• What is needed:
The answer should consist of every line in the material below that has the word "Evaluate".

[Opening Recorded information section]

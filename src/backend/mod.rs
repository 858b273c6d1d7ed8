pub mod memory;
pub mod normalize;
pub mod rest;

use std::cmp::Ordering;
use std::sync::Arc;

use async_trait::async_trait;
use bytes::Bytes;
use serde_json::Value;
use tokio::sync::mpsc;

use crate::error::AppResult;

/// Table names on the hosted service.
pub mod tables {
    pub const POSTS: &str = "Posts";
    pub const POST_IMAGES: &str = "PostImages";
    pub const COMMENTS: &str = "Comments";
    pub const CONVERSATIONS: &str = "Conversations";
    pub const MESSAGES: &str = "Messages";
    pub const NOTIFICATIONS: &str = "UserNotifications";
    pub const PROFILES: &str = "profiles";
}

pub const IMAGE_BUCKET: &str = "post-images";

/// A single column predicate.
#[derive(Debug, Clone, PartialEq)]
pub enum Cond {
    Eq(String, Value),
    Neq(String, Value),
    In(String, Vec<Value>),
}

impl Cond {
    pub fn eq(column: &str, value: impl Into<Value>) -> Self {
        Cond::Eq(column.to_string(), value.into())
    }

    pub fn neq(column: &str, value: impl Into<Value>) -> Self {
        Cond::Neq(column.to_string(), value.into())
    }

    pub fn is_in(column: &str, values: Vec<Value>) -> Self {
        Cond::In(column.to_string(), values)
    }

    pub fn column(&self) -> &str {
        match self {
            Cond::Eq(c, _) | Cond::Neq(c, _) | Cond::In(c, _) => c,
        }
    }

    /// Evaluate against a JSON row. Missing columns read as null.
    pub fn matches(&self, row: &Value) -> bool {
        let field = |col: &str| row.get(col).cloned().unwrap_or(Value::Null);
        match self {
            Cond::Eq(col, value) => field(col) == *value,
            Cond::Neq(col, value) => field(col) != *value,
            Cond::In(col, values) => values.contains(&field(col)),
        }
    }
}

#[derive(Debug, Clone, Copy, PartialEq, Eq)]
pub enum Direction {
    Asc,
    Desc,
}

/// Row query: conjunctive predicates, an optional OR group, ordering,
/// and an inclusive row range. Mirrors the hosted service's
/// query/filter/order/range surface.
#[derive(Debug, Clone, Default)]
pub struct Select {
    pub conds: Vec<Cond>,
    pub any_of: Vec<Cond>,
    pub order: Option<(String, Direction)>,
    pub range: Option<(usize, usize)>,
}

impl Select {
    pub fn new() -> Self {
        Self::default()
    }

    pub fn filter(mut self, cond: Cond) -> Self {
        self.conds.push(cond);
        self
    }

    /// OR group: a row matches when any of these hold. ANDed with the
    /// other predicates.
    pub fn any_of(mut self, conds: Vec<Cond>) -> Self {
        self.any_of = conds;
        self
    }

    pub fn order(mut self, column: &str, direction: Direction) -> Self {
        self.order = Some((column.to_string(), direction));
        self
    }

    pub fn range(mut self, start: usize, end: usize) -> Self {
        self.range = Some((start, end));
        self
    }

    pub fn matches(&self, row: &Value) -> bool {
        self.conds.iter().all(|c| c.matches(row))
            && (self.any_of.is_empty() || self.any_of.iter().any(|c| c.matches(row)))
    }

    /// Evaluate the whole query over in-memory rows.
    pub fn apply(&self, rows: &[Value]) -> Vec<Value> {
        let mut out: Vec<Value> = rows.iter().filter(|r| self.matches(r)).cloned().collect();
        if let Some((column, direction)) = &self.order {
            out.sort_by(|a, b| {
                let ord = cmp_values(
                    a.get(column).unwrap_or(&Value::Null),
                    b.get(column).unwrap_or(&Value::Null),
                );
                match direction {
                    Direction::Asc => ord,
                    Direction::Desc => ord.reverse(),
                }
            });
        }
        if let Some((start, end)) = self.range {
            let start = start.min(out.len());
            let end = (end + 1).min(out.len());
            out = out[start..end].to_vec();
        }
        out
    }
}

/// Total order over scalar JSON values: nulls first, then booleans,
/// numbers, strings. RFC 3339 timestamps order correctly as strings.
fn cmp_values(a: &Value, b: &Value) -> Ordering {
    fn rank(v: &Value) -> u8 {
        match v {
            Value::Null => 0,
            Value::Bool(_) => 1,
            Value::Number(_) => 2,
            Value::String(_) => 3,
            _ => 4,
        }
    }
    match (a, b) {
        (Value::Bool(x), Value::Bool(y)) => x.cmp(y),
        (Value::Number(x), Value::Number(y)) => x
            .as_f64()
            .partial_cmp(&y.as_f64())
            .unwrap_or(Ordering::Equal),
        (Value::String(x), Value::String(y)) => x.cmp(y),
        _ => rank(a).cmp(&rank(b)),
    }
}

#[derive(Debug, Clone, PartialEq, serde::Deserialize)]
pub struct AuthUser {
    pub id: String,
    #[serde(default)]
    pub email: Option<String>,
}

/// A row-insert push event.
#[derive(Debug, Clone)]
pub struct RowEvent {
    pub table: String,
    pub row: Value,
}

/// Live push subscription. Dropping it tears the subscription down;
/// there is no replay of events missed while disconnected.
pub struct Subscription {
    rx: mpsc::UnboundedReceiver<RowEvent>,
    _guard: SubscriptionGuard,
}

impl Subscription {
    pub fn new(rx: mpsc::UnboundedReceiver<RowEvent>, guard: SubscriptionGuard) -> Self {
        Self { rx, _guard: guard }
    }

    /// Next event, or `None` once the channel closes.
    pub async fn next_event(&mut self) -> Option<RowEvent> {
        self.rx.recv().await
    }

    pub fn try_next_event(&mut self) -> Option<RowEvent> {
        self.rx.try_recv().ok()
    }
}

/// Aborts the transport task (when there is one) as the subscription
/// goes out of scope.
#[derive(Default)]
pub struct SubscriptionGuard {
    handle: Option<tokio::task::JoinHandle<()>>,
}

impl SubscriptionGuard {
    pub fn none() -> Self {
        Self::default()
    }

    pub fn for_task(handle: tokio::task::JoinHandle<()>) -> Self {
        Self {
            handle: Some(handle),
        }
    }
}

impl Drop for SubscriptionGuard {
    fn drop(&mut self) {
        if let Some(handle) = self.handle.take() {
            handle.abort();
        }
    }
}

/// The hosted backend service, abstracted to the operations this
/// application consumes. Rows travel as opaque JSON; normalization to
/// domain types happens in [`normalize`] at this boundary.
#[async_trait]
pub trait Backend: Send + Sync {
    async fn select(&self, table: &str, query: Select) -> AppResult<Vec<Value>>;

    /// Insert rows, returning their stored representations (ids and
    /// server defaults filled in).
    async fn insert(&self, table: &str, rows: Vec<Value>) -> AppResult<Vec<Value>>;

    /// Merge `patch` into every row matching `conds`; returns the
    /// number of rows updated.
    async fn update(&self, table: &str, patch: Value, conds: Vec<Cond>) -> AppResult<u64>;

    async fn delete(&self, table: &str, conds: Vec<Cond>) -> AppResult<()>;

    async fn current_user(&self) -> AppResult<Option<AuthUser>>;

    async fn upload_file(
        &self,
        bucket: &str,
        path: &str,
        data: Bytes,
        content_type: &str,
    ) -> AppResult<()>;

    fn public_url(&self, bucket: &str, path: &str) -> String;

    /// Subscribe to row-insert events on `table` matching `conds`.
    async fn subscribe(&self, table: &str, conds: Vec<Cond>) -> AppResult<Subscription>;
}

pub type DynBackend = Arc<dyn Backend>;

[Closing Recorded information section]

• Answer below:
    /// Evaluate against a JSON row. Missing columns read as null.
    /// Evaluate the whole query over in-memory rows.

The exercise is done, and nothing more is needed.